Grade 8 Social Studies: Unit Five - Appendix 5

Using Primary Sources in the Classroom

Suggested Uses

Primary sources provide students with opportunities to have a more direct encounter with past events and people. Students can be linked to the human emotions, aspirations, and values that prevailed in another time. Key to these learning opportunities is the use of such primary sources as written government documents, press releases, newspaper articles, journals, diaries, letters, songs, poetry, video and sound recordings, photos, drawings, posters, cartoons, advertisements, tables of statistics, charts, and maps. The following chart illustrates instructional approaches that primary source documents can support.

Suggested Uses of Primary Documents in the Classroom
1. Visualization: Create a visually rich classroom by setting up a mini-museum of local history to include not only artifacts, but photos, posters, letters, and other original documents. These documents may be changed as units change.
2. Focusing: At the beginning of each unit, or a SCO within a unit, reference may be made to a document as a “window” into the theme.
3. Reading and Viewing: Students may be provided a graphic organizer for the analysis of an original document.
4. Listening: Students may be provided a graphic organizer for the analysis of an original document.
5. Writing: A document may be used to prompt a writing activity; provide students with a self-checklist.
6. Finding Connections: Students can be given an opportunity to analyze two or more documents to (1) see relationships and/or differences between what they are saying, and (2) draw conclusions from this analysis.
7. Reflection: Students should be encouraged to make a journal entry, at appropriate times, as they reflect upon the feelings and values that may be evoked by certain documents.
8. Assessment: The use of documents in constructed-response questions in an assignment or an examination enhance the quality of the assessment. Students can use the documents, not only to recall previously learned knowledge, but to apply and integrate that knowledge.

Analyzing Primary Sources

As stated previously, primary sources include other resources that may not come in the form of a written document. The following suggests graphic organizers that the student may use to analyse such resources as a family heirloom, tool/implement, historical document, photo, poster, sound recording, and cartoon.

Although the questions/exercises may differ slightly from one graphic organizer to another, the underlying approach is the same: namely, 1) to identify facts relating to a specific situation, issue, or problem 2) find relationships among the facts and patterns in these relationships and 3) give an interpretation and draw a conclusion.

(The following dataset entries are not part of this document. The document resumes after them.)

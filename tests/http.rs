use reqwest::{Client, StatusCode};
use serde::Deserialize;
use serde_json::{json, Value};
use std::net::TcpListener;
use std::process::{Child, Command, Stdio};
use std::time::{Duration, Instant};
use tokio::time::sleep;

#[derive(Debug, Deserialize)]
#[serde(rename_all = "camelCase")]
struct UserResponse {
    id: String,
    name: String,
    organizations: Vec<String>,
}

#[derive(Debug, Deserialize)]
#[serde(rename_all = "camelCase")]
struct VisitResponse {
    id: String,
    user_id: String,
    status: String,
    notes: Option<String>,
    user_name: Option<String>,
}

#[derive(Debug, Deserialize)]
struct InTownResponse {
    outcome: String,
    visit: VisitResponse,
}

struct TestServer {
    base_url: String,
    child: Child,
}

impl Drop for TestServer {
    fn drop(&mut self) {
        let _ = self.child.kill();
        let _ = self.child.wait();
    }
}

#[cfg(unix)]
mod cleanup {
    use once_cell::sync::Lazy;
    use std::sync::{Mutex, Once};

    static REGISTER: Once = Once::new();
    static PIDS: Lazy<Mutex<Vec<i32>>> = Lazy::new(|| Mutex::new(Vec::new()));

    pub fn register(pid: u32) {
        if let Ok(mut pids) = PIDS.lock() {
            pids.push(pid as i32);
        }
        REGISTER.call_once(|| unsafe {
            libc::atexit(on_exit);
        });
    }

    extern "C" fn on_exit() {
        if let Ok(pids) = PIDS.lock() {
            for pid in pids.iter().copied().filter(|pid| *pid > 0) {
                unsafe {
                    libc::kill(pid, libc::SIGTERM);
                }
            }
        }
    }
}

fn pick_free_port() -> u16 {
    let listener = TcpListener::bind("127.0.0.1:0").expect("bind random port");
    let port = listener.local_addr().unwrap().port();
    drop(listener);
    port
}

fn unique_data_dir() -> String {
    let nanos = std::time::SystemTime::now()
        .duration_since(std::time::UNIX_EPOCH)
        .unwrap()
        .as_nanos();
    let mut path = std::env::temp_dir();
    path.push(format!("visit_board_http_{}_{}", std::process::id(), nanos));
    path.to_string_lossy().to_string()
}

async fn wait_until_ready(base_url: &str) {
    let client = Client::new();
    let deadline = Instant::now() + Duration::from_secs(3);
    loop {
        if let Ok(resp) = client.get(format!("{base_url}/api/session")).send().await {
            if resp.status().is_success() {
                return;
            }
        }
        if Instant::now() > deadline {
            panic!("server did not become ready");
        }
        sleep(Duration::from_millis(100)).await;
    }
}

async fn spawn_server() -> TestServer {
    let port = pick_free_port();
    let child = Command::new(env!("CARGO_BIN_EXE_visit_board"))
        .env("PORT", port.to_string())
        .env("APP_DATA_DIR", unique_data_dir())
        .env("RUST_LOG", "info")
        .stdout(Stdio::inherit())
        .stderr(Stdio::inherit())
        .spawn()
        .expect("failed to spawn server");

    #[cfg(unix)]
    cleanup::register(child.id());

    let base_url = format!("http://127.0.0.1:{port}");
    wait_until_ready(&base_url).await;

    TestServer { base_url, child }
}

async fn register(client: &Client, base_url: &str, body: Value) -> UserResponse {
    let response = client
        .post(format!("{base_url}/api/register"))
        .json(&body)
        .send()
        .await
        .unwrap();
    assert!(response.status().is_success());
    response.json().await.unwrap()
}

async fn toggle_in_town(client: &Client, base_url: &str) -> InTownResponse {
    client
        .post(format!("{base_url}/api/visits/in-town"))
        .send()
        .await
        .unwrap()
        .json()
        .await
        .unwrap()
}

async fn user_visits(client: &Client, base_url: &str, user_id: &str) -> Vec<VisitResponse> {
    client
        .get(format!("{base_url}/api/visits?userId={user_id}"))
        .send()
        .await
        .unwrap()
        .json()
        .await
        .unwrap()
}

async fn post(client: &Client, base_url: &str, path: &str) -> reqwest::Response {
    client
        .post(format!("{base_url}{path}"))
        .send()
        .await
        .unwrap()
}

#[tokio::test]
async fn http_mark_in_town_toggles_one_visit() {
    let server = spawn_server().await;
    let client = Client::new();

    let user = register(
        &client,
        &server.base_url,
        json!({ "name": "Alex Rivera", "organizations": ["Corps A", "Corps A"] }),
    )
    .await;
    assert_eq!(user.name, "Alex Rivera");
    assert_eq!(user.organizations, ["Corps A"]);

    let first = toggle_in_town(&client, &server.base_url).await;
    assert_eq!(first.outcome, "arrived");
    assert_eq!(first.visit.user_id, user.id);
    assert_eq!(first.visit.status, "current");
    assert_eq!(first.visit.notes.as_deref(), Some("Currently in town!"));

    let visits = user_visits(&client, &server.base_url, &user.id).await;
    assert_eq!(visits.len(), 1);
    assert_eq!(visits.iter().filter(|visit| visit.status == "current").count(), 1);
    assert_eq!(visits[0].user_name.as_deref(), Some("Alex Rivera"));

    let second = toggle_in_town(&client, &server.base_url).await;
    assert_eq!(second.outcome, "left");
    assert_eq!(second.visit.id, first.visit.id);
    assert_eq!(second.visit.status, "planned");

    let visits = user_visits(&client, &server.base_url, &user.id).await;
    assert_eq!(visits.len(), 1);
    assert!(visits.iter().all(|visit| visit.status == "planned"));
}

#[tokio::test]
async fn http_suggestions_listed_per_visit() {
    let server = spawn_server().await;
    let client = Client::new();

    register(&client, &server.base_url, json!({ "name": "Kim" })).await;
    let visit: VisitResponse = client
        .post(format!("{}/api/visits", server.base_url))
        .json(&json!({ "startDate": "2025-09-01", "endDate": "2025-09-03", "notes": "conference" }))
        .send()
        .await
        .unwrap()
        .json()
        .await
        .unwrap();
    assert_eq!(visit.status, "planned");

    for title in ["Hike", "Museum"] {
        let response = client
            .post(format!("{}/api/suggestions", server.base_url))
            .json(&json!({ "visitId": visit.id, "title": title, "description": "together" }))
            .send()
            .await
            .unwrap();
        assert!(response.status().is_success());
        let added: Value = response.json().await.unwrap();
        assert_eq!(added["visitFound"], json!(true));
    }

    let suggestions: Vec<Value> = client
        .get(format!("{}/api/visits/{}/suggestions", server.base_url, visit.id))
        .send()
        .await
        .unwrap()
        .json()
        .await
        .unwrap();
    let titles: Vec<_> = suggestions.iter().map(|s| s["title"].as_str().unwrap()).collect();
    assert_eq!(titles, ["Hike", "Museum"]);
    assert_eq!(suggestions[0]["userName"], json!("Kim"));
}

#[tokio::test]
async fn http_rejects_invalid_requests() {
    let server = spawn_server().await;
    let client = Client::new();

    let blank = client
        .post(format!("{}/api/register", server.base_url))
        .json(&json!({ "name": "   " }))
        .send()
        .await
        .unwrap();
    assert_eq!(blank.status(), StatusCode::BAD_REQUEST);

    let unknown = client
        .post(format!("{}/api/visits/does-not-exist/status", server.base_url))
        .json(&json!({ "status": "planned" }))
        .send()
        .await
        .unwrap();
    assert_eq!(unknown.status(), StatusCode::NOT_FOUND);
}

#[tokio::test]
async fn http_logout_keeps_directory_entry() {
    let server = spawn_server().await;
    let client = Client::new();

    let user = register(&client, &server.base_url, json!({ "name": "Lee" })).await;
    let response = client
        .post(format!("{}/api/logout", server.base_url))
        .send()
        .await
        .unwrap();
    assert!(response.status().is_success());

    let session: Option<Value> = client
        .get(format!("{}/api/session", server.base_url))
        .send()
        .await
        .unwrap()
        .json()
        .await
        .unwrap();
    assert!(session.is_none());

    let suggestion = client
        .post(format!("{}/api/suggestions", server.base_url))
        .json(&json!({ "visitId": "x", "title": "t", "description": "d" }))
        .send()
        .await
        .unwrap();
    assert_eq!(suggestion.status(), StatusCode::CONFLICT);

    let users: Vec<UserResponse> = client
        .get(format!("{}/api/users", server.base_url))
        .send()
        .await
        .unwrap()
        .json()
        .await
        .unwrap();
    assert!(users.iter().any(|entry| entry.id == user.id));
}

#[tokio::test]
async fn http_leave_removes_directory_entry() {
    let server = spawn_server().await;
    let client = Client::new();

    let stays = register(&client, &server.base_url, json!({ "name": "Ana" })).await;
    assert!(post(&client, &server.base_url, "/api/logout").await.status().is_success());
    let leaver = register(&client, &server.base_url, json!({ "name": "Ben" })).await;
    assert_ne!(stays.id, leaver.id);

    let left: Option<UserResponse> = post(&client, &server.base_url, "/api/leave")
        .await
        .json()
        .await
        .unwrap();
    assert_eq!(left.map(|user| user.id), Some(leaver.id.clone()));

    let users: Vec<UserResponse> = client
        .get(format!("{}/api/users", server.base_url))
        .send()
        .await
        .unwrap()
        .json()
        .await
        .unwrap();
    let ids: Vec<_> = users.iter().map(|user| user.id.as_str()).collect();
    assert_eq!(ids, [stays.id.as_str()]);

    let session: Option<Value> = client
        .get(format!("{}/api/session", server.base_url))
        .send()
        .await
        .unwrap()
        .json()
        .await
        .unwrap();
    assert!(session.is_none());

    let again: Option<Value> = post(&client, &server.base_url, "/api/leave")
        .await
        .json()
        .await
        .unwrap();
    assert!(again.is_none());
}

#[tokio::test]
async fn http_groups_users_by_city() {
    let server = spawn_server().await;
    let client = Client::new();

    for (name, city) in [("Ana", "Lisbon"), ("Ben", "Oslo"), ("Dee", "Lisbon")] {
        register(&client, &server.base_url, json!({ "name": name, "city": city })).await;
        assert!(post(&client, &server.base_url, "/api/logout").await.status().is_success());
    }
    register(&client, &server.base_url, json!({ "name": "Cy" })).await;

    let groups: Vec<Value> = client
        .get(format!("{}/api/users/grouped?by=city", server.base_url))
        .send()
        .await
        .unwrap()
        .json()
        .await
        .unwrap();
    let keys: Vec<_> = groups.iter().map(|group| group["key"].as_str().unwrap()).collect();
    assert_eq!(keys, ["Lisbon", "Oslo"]);
    let lisbon: Vec<_> = groups[0]["users"]
        .as_array()
        .unwrap()
        .iter()
        .map(|user| user["name"].as_str().unwrap())
        .collect();
    assert_eq!(lisbon, ["Ana", "Dee"]);
}

#[tokio::test]
async fn http_index_forms_drive_the_store() {
    let server = spawn_server().await;
    let client = Client::builder()
        .redirect(reqwest::redirect::Policy::none())
        .build()
        .unwrap();

    let response = client
        .post(format!("{}/register", server.base_url))
        .form(&[("name", "Kim"), ("organizations", "Corps A"), ("occupation", "Guide")])
        .send()
        .await
        .unwrap();
    assert!(response.status().is_redirection());

    let response = client
        .post(format!("{}/visits", server.base_url))
        .form(&[("start_date", "2025-09-01"), ("end_date", ""), ("notes", "")])
        .send()
        .await
        .unwrap();
    assert!(response.status().is_redirection());

    let active: Vec<VisitResponse> = client
        .get(format!("{}/api/visits/active", server.base_url))
        .send()
        .await
        .unwrap()
        .json()
        .await
        .unwrap();
    assert_eq!(active.len(), 1);

    let response = client
        .post(format!("{}/suggestions", server.base_url))
        .form(&[
            ("visit_id", active[0].id.as_str()),
            ("title", "Hike"),
            ("description", "Early start"),
            ("suggested_date", ""),
        ])
        .send()
        .await
        .unwrap();
    assert!(response.status().is_redirection());

    let page = client
        .get(server.base_url.clone())
        .send()
        .await
        .unwrap()
        .text()
        .await
        .unwrap();
    assert!(page.contains("Guide"));
    assert!(page.contains("<strong>Hike</strong>"));

    let response = post(&client, &server.base_url, "/leave").await;
    assert!(response.status().is_redirection());
    let session: Option<Value> = client
        .get(format!("{}/api/session", server.base_url))
        .send()
        .await
        .unwrap()
        .json()
        .await
        .unwrap();
    assert!(session.is_none());
}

Analysing a Family Heirloom (Refer to assessment strategy for delineations 1.1.5 - 1.1.7)

Analysis Sheet: Family Heirloom

Question

Observations

How may the object be described? 

For what purpose was it created? 

What does the object tell us about the past? 

Is there a particular point of view portrayed by the object? 

How would you find out if it is a reliable source? 



Analysing a Tool/Implement (Refer to teaching/learning strategy for delineation 1.1.1, 1.1.2, 1.1.4, 1.1.6)

Analysis Sheet: Tool/Implement

Question

Information

How is the object constructed? 

Who constructed it? 

Where was it kept on the owner's property? 

How and when was it used? 

Who mainly used it and why? 

What does the object and use say about living conditions/lifestyle? 



Analysing a Photo (Refer to assessment strategy for delineations 2.5.2 - 2.5.8)

Analysis Sheet: Photo

Photo

What I see …

(Identify the Photo)Describe the setting and time.

Identify the people and objects. How are they arranged?

What's happening in the photo?

Was there a purpose for taking the picture? Explain.

What would be a good caption for the photo?

From this photo, I have learned that …




Analysing a Propaganda Poster (Refer to assessment strategy for delineation 3.1.2)

Analysis Sheet: Propaganda Poster

Task

Notes

Study the poster and note of all the images, colors, dates, characters, references to places, etc. 


Describe the idea that the information seems to point to; compare it to ideas others may have. 


Write a sentence to give the central purpose of the poster. 


Do you think the poster would have been an effective one? Explain. 




Analysing a Sound Recording (Refer to Teacher Notes for SCO 4.1)

Analysing a Sound Recording*

Question

Notes

Listen to the sound recording and tell who the audience is. 


Why was the broadcast made?
How do you know?
 


Summarize what it tells you about (insert the topic). 


Is there something the broadcaster left unanswered in this sound recording? 


What information do you get from the recording that you would not get from a written transcript? 


*Adapted from the U.S. National Archives and Records Administration, Washington, DC 20408.


Analysing a Cartoon (Refer to assessment strategy for delineations 4.1.4 and 4.1.5)

Analysis Sheet: Analysing a Cartoon

Question

Response

What symbols are used in this cartoon? 

What does each symbol represent? 

What do the words (if any) mean? 

What is the main message of the cartoon? 

Why is the cartoonist trying to get this message across?